En parcourant les pages et l’histoire de l’Ickabog j’ai particulièrement aimé les personnages masculins qui tirent irrémédiablement vers les stéréotypes classiques des méchants des contes traditionnels. Prenons l’exemple du roi Fred Sans Effroi, son but c’est d’être aimé, admiré de son peuple. Il ne prend pas en compte les besoins de ses sujets, puisque lui seul est important. Il est aussi très naïf et influençable et se fait berner facilement par Lord Crachinay et Flapoon, tous deux d’un machiavélisme à faire froid dans le dos.  Ils me font penser au prince égoïste transformé en bête de la Belle et la Bête (5) , avant qu’il ne soit maudit par un sortilège pour le punir de sa laideur  morale, ou aux deux demi-soeur de Cendrillon, d’une bêtise sans pareil dont l’une n’hésite pas à se couper le pied pour tenter d’enfiler la pantoufle de verre (4), ou à la méchante reine de Blanche Neige, qui ruse d’ingéniosité en se déguisant en sorcière pour faire manger une pomme empoisonnée à la jeune princesse  (4). 

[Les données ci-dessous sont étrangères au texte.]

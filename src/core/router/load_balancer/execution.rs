//! Request execution over a route plan

use super::core::LoadBalancer;
use crate::core::router::error::RouterError;
use crate::core::router::strategy::RoutePlan;
use crate::core::traits::ProviderAdapter;
use crate::core::types::{GenerationRequest, GenerationResult};
use std::sync::Arc;
use std::time::Instant;
use tracing::{info, warn};

impl LoadBalancer {
    /// Generate a completion for `request` under the active strategy.
    ///
    /// Candidates are tried sequentially and at most once each; the first
    /// success wins. Individual provider failures are logged and never
    /// surface to the caller.
    pub async fn generate(
        &self,
        request: &GenerationRequest,
    ) -> Result<GenerationResult, RouterError> {
        let plan = self.plan(request.messages());
        let strategy = plan.strategy;
        let candidates = plan.candidates.len();

        match self.request_budget {
            Some(budget) => {
                match tokio::time::timeout(budget, self.execute_plan(&plan, request)).await {
                    Ok(outcome) => outcome,
                    Err(_) => {
                        warn!(
                            strategy = %strategy,
                            budget_ms = budget.as_millis() as u64,
                            "Request budget exhausted before any provider succeeded"
                        );
                        Err(RouterError::all_providers_failed(strategy, candidates))
                    }
                }
            }
            None => self.execute_plan(&plan, request).await,
        }
    }

    async fn execute_plan(
        &self,
        plan: &RoutePlan,
        request: &GenerationRequest,
    ) -> Result<GenerationResult, RouterError> {
        let mut attempted = 0usize;

        for name in &plan.candidates {
            let Some(provider) = self.registry.get(name) else {
                continue;
            };

            if plan.probe_first && !self.probe(name, provider).await {
                info!(provider = %name, "Provider unavailable, skipping");
                continue;
            }

            attempted += 1;
            let started = Instant::now();
            match provider.generate(request).await {
                Ok(mut result) => {
                    // Report the registration, which may differ from the adapter's own name
                    result.provider_name.clone_from(name);
                    info!(
                        provider = %name,
                        model = %result.model_name,
                        strategy = %plan.strategy,
                        elapsed_ms = started.elapsed().as_millis() as u64,
                        "Provider succeeded"
                    );
                    return Ok(result);
                }
                Err(e) => {
                    warn!(
                        provider = %name,
                        strategy = %plan.strategy,
                        error = %e,
                        elapsed_ms = started.elapsed().as_millis() as u64,
                        "Provider failed, trying next candidate"
                    );
                }
            }
        }

        warn!(
            strategy = %plan.strategy,
            candidates = plan.candidates.len(),
            attempted,
            "All providers failed"
        );
        Err(RouterError::all_providers_failed(
            plan.strategy,
            plan.candidates.len(),
        ))
    }

    /// Availability probe bounded by the probe timeout; a timeout is a "no"
    async fn probe(&self, name: &str, provider: &Arc<dyn ProviderAdapter>) -> bool {
        match tokio::time::timeout(self.probe_timeout, provider.is_available()).await {
            Ok(available) => available,
            Err(_) => {
                warn!(
                    provider = %name,
                    timeout_ms = self.probe_timeout.as_millis() as u64,
                    "Availability probe timed out"
                );
                false
            }
        }
    }
}
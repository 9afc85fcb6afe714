//! HTTP route modules
//!
//! This module contains all HTTP route handlers organized by functionality.

pub mod ai;
pub mod health;

use actix_web::web;

/// Register every route
pub fn configure_routes(cfg: &mut web::ServiceConfig) {
    health::configure_routes(cfg);
    ai::configure_routes(cfg);
}
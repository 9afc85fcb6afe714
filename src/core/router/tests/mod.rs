//! Router tests module
//!
//! Uses in-process fake adapters so every routing property can be checked
//! without network access.


use crate::core::providers::{ProviderError, ProviderRegistry};
use crate::core::traits::ProviderAdapter;
use crate::core::types::{GenerationRequest, GenerationResult, Message};
use async_trait::async_trait;
use parking_lot::Mutex;
use std::sync::Arc;
use std::sync::atomic::{AtomicUsize, Ordering};
use std::time::Duration;

/// What a fake does when asked to generate
#[derive(Debug, Clone)]
pub(crate) enum Outcome {
    Succeed,
    Fail,
    Hang,
}

/// What a fake answers to an availability probe
#[derive(Debug, Clone, Copy)]
pub(crate) enum Probe {
    Up,
    Down,
    Hang,
}

/// Shared call log, in call order
pub(crate) type CallLog = Arc<Mutex<Vec<&'static str>>>;

#[derive(Debug)]
pub(crate) struct FakeProvider {
    name: &'static str,
    outcome: Outcome,
    probe: Probe,
    log: CallLog,
    pub(crate) calls: AtomicUsize,
    pub(crate) probes: AtomicUsize,
}

impl FakeProvider {
    pub(crate) fn new(name: &'static str, outcome: Outcome, probe: Probe, log: &CallLog) -> Arc<Self> {
        Arc::new(Self {
            name,
            outcome,
            probe,
            log: log.clone(),
            calls: AtomicUsize::new(0),
            probes: AtomicUsize::new(0),
        })
    }

    pub(crate) fn calls(&self) -> usize {
        self.calls.load(Ordering::SeqCst)
    }

    pub(crate) fn probes(&self) -> usize {
        self.probes.load(Ordering::SeqCst)
    }
}

#[async_trait]
impl ProviderAdapter for FakeProvider {
    fn name(&self) -> &'static str {
        self.name
    }

    fn model(&self) -> &str {
        "fake-model"
    }

    async fn generate(&self, _request: &GenerationRequest) -> Result<GenerationResult, ProviderError> {
        self.calls.fetch_add(1, Ordering::SeqCst);
        self.log.lock().push(self.name);
        match self.outcome {
            Outcome::Succeed => Ok(GenerationResult::new(
                format!("answer from {}", self.name),
                self.name,
                "fake-model",
                Some(7),
            )),
            Outcome::Fail => Err(ProviderError::network(self.name, "connection refused")),
            Outcome::Hang => {
                tokio::time::sleep(Duration::from_secs(3600)).await;
                Err(ProviderError::timeout(self.name, "unreachable"))
            }
        }
    }

    async fn is_available(&self) -> bool {
        self.probes.fetch_add(1, Ordering::SeqCst);
        match self.probe {
            Probe::Up => true,
            Probe::Down => false,
            Probe::Hang => {
                tokio::time::sleep(Duration::from_secs(3600)).await;
                true
            }
        }
    }
}

pub(crate) fn new_log() -> CallLog {
    Arc::new(Mutex::new(Vec::new()))
}

pub(crate) fn registry_of(providers: &[&Arc<FakeProvider>]) -> ProviderRegistry {
    let mut registry = ProviderRegistry::new();
    for provider in providers {
        let adapter: Arc<dyn ProviderAdapter> = (*provider).clone();
        registry.register(provider.name, adapter);
    }
    registry
}

pub(crate) fn ask(text: &str) -> GenerationRequest {
    GenerationRequest::new(vec![Message::user(text)])
}
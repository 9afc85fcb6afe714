//! Main gateway configuration

use super::*;
use crate::core::providers::ProviderType;
use serde::{Deserialize, Serialize};

/// Environment variables the gateway reads
pub mod env_vars {
    pub const GOOGLE_AI_API_KEY: &str = "GOOGLE_AI_API_KEY";
    pub const OPENROUTER_API_KEY: &str = "OPENROUTER_API_KEY";
    pub const NEXTAUTH_URL: &str = "NEXTAUTH_URL";
    pub const AI_STRATEGY: &str = "AI_STRATEGY";
    pub const GATEWAY_HOST: &str = "GATEWAY_HOST";
    pub const GATEWAY_PORT: &str = "GATEWAY_PORT";
}

/// Main gateway configuration
#[derive(Debug, Clone, PartialEq, Eq, Serialize, Deserialize)]
pub struct GatewayConfig {
    /// Server configuration
    #[serde(default)]
    pub server: ServerConfig,
    /// Provider configurations, in registration order
    #[serde(default = "default_providers")]
    pub providers: Vec<ProviderConfig>,
    /// Router configuration
    #[serde(default)]
    pub router: RouterConfig,
    /// Logging configuration
    #[serde(default)]
    pub logging: LoggingConfig,
}

/// Both supported providers under their canonical names, without credentials
pub fn default_providers() -> Vec<ProviderConfig> {
    vec![ProviderConfig::gemini(None), ProviderConfig::openrouter(None)]
}

impl Default for GatewayConfig {
    fn default() -> Self {
        Self {
            server: ServerConfig::default(),
            providers: default_providers(),
            router: RouterConfig::default(),
            logging: LoggingConfig::default(),
        }
    }
}

impl GatewayConfig {
    /// Defaults with the process environment applied
    pub fn from_env() -> Result<Self, String> {
        let mut config = Self::default();
        config.apply_overrides(|key| std::env::var(key).ok())?;
        Ok(config)
    }

    /// Apply overrides from `lookup`; empty values are ignored.
    ///
    /// Credentials and the referer apply to every entry of the matching
    /// provider type.
    pub fn apply_overrides<F>(&mut self, lookup: F) -> Result<(), String>
    where
        F: Fn(&str) -> Option<String>,
    {
        let lookup = |key: &str| lookup(key).filter(|v| !v.trim().is_empty());

        if let Some(key) = lookup(env_vars::GOOGLE_AI_API_KEY) {
            self.providers_of_type(ProviderType::Gemini)
                .for_each(|p| p.api_key = Some(key.clone()));
        }
        if let Some(key) = lookup(env_vars::OPENROUTER_API_KEY) {
            self.providers_of_type(ProviderType::OpenRouter)
                .for_each(|p| p.api_key = Some(key.clone()));
        }
        if let Some(url) = lookup(env_vars::NEXTAUTH_URL) {
            self.providers_of_type(ProviderType::OpenRouter)
                .for_each(|p| p.site_url = Some(url.clone()));
        }
        if let Some(strategy) = lookup(env_vars::AI_STRATEGY) {
            self.router.strategy = strategy;
        }
        if let Some(host) = lookup(env_vars::GATEWAY_HOST) {
            self.server.host = host;
        }
        if let Some(port) = lookup(env_vars::GATEWAY_PORT) {
            self.server.port = port
                .trim()
                .parse()
                .map_err(|e| format!("Invalid {}: {} ({})", env_vars::GATEWAY_PORT, port, e))?;
        }

        Ok(())
    }

    fn providers_of_type(
        &mut self,
        provider_type: ProviderType,
    ) -> impl Iterator<Item = &mut ProviderConfig> {
        self.providers
            .iter_mut()
            .filter(move |p| p.provider_type().ok() == Some(provider_type))
    }

    /// Get provider by name
    pub fn get_provider(&self, name: &str) -> Option<&ProviderConfig> {
        self.providers.iter().find(|p| p.name == name)
    }

    /// Enabled provider entries, in registration order
    pub fn enabled_providers(&self) -> impl Iterator<Item = &ProviderConfig> {
        self.providers.iter().filter(|p| p.enabled)
    }
}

Enfin, la construction de l’histoire est faite comme dans les contes traditionnels. Nous découvrons rapidement des personnages haut en couleurs, avec leurs particularités physiques et caractérielles uniques qui rythment l’histoire avec une pointe d’humour mais aussi de leçons et de tristesse. La lecture est facile, fluide, et assez détaillée pour représenter parfaitement le monde et les personnages que l’auteure a imaginé dans sa tête. Elle s’adapte facilement aux plus jeunes et l’auteure nous invite à nous plonger dans son univers. Un seul regret semble cependant se pencher à mon esprit, nous n’en savons pas assez sur l’Ickabog, et j’aurai aimé avoir peut-être un ou deux chapitres de plus pour nous conter plus en avant cette légende qui berce irrémédiablement ce conte.  Mais malgré cela on ne peut nier les faits, cette œuvre est attachante, entraînante et, dès les premiers mots vous partez en voyage : “Il était une fois, un tout petit pays qui avait pour nom la Cornucopia…”  Vous savez à cet instant que le merveilleux va s’inviter à votre lecture, que vous allez découvrir des personnages flamboyants et qu’ au final même si je ne vous dévoilerai pas la fin vous allez apprendre une leçon. 

Et parmi vous, qui pense le lire ? Si vous avez déjà arpenté les pages prodigieuses de l’ouvrage, qu’en avez-vous pensé… ? 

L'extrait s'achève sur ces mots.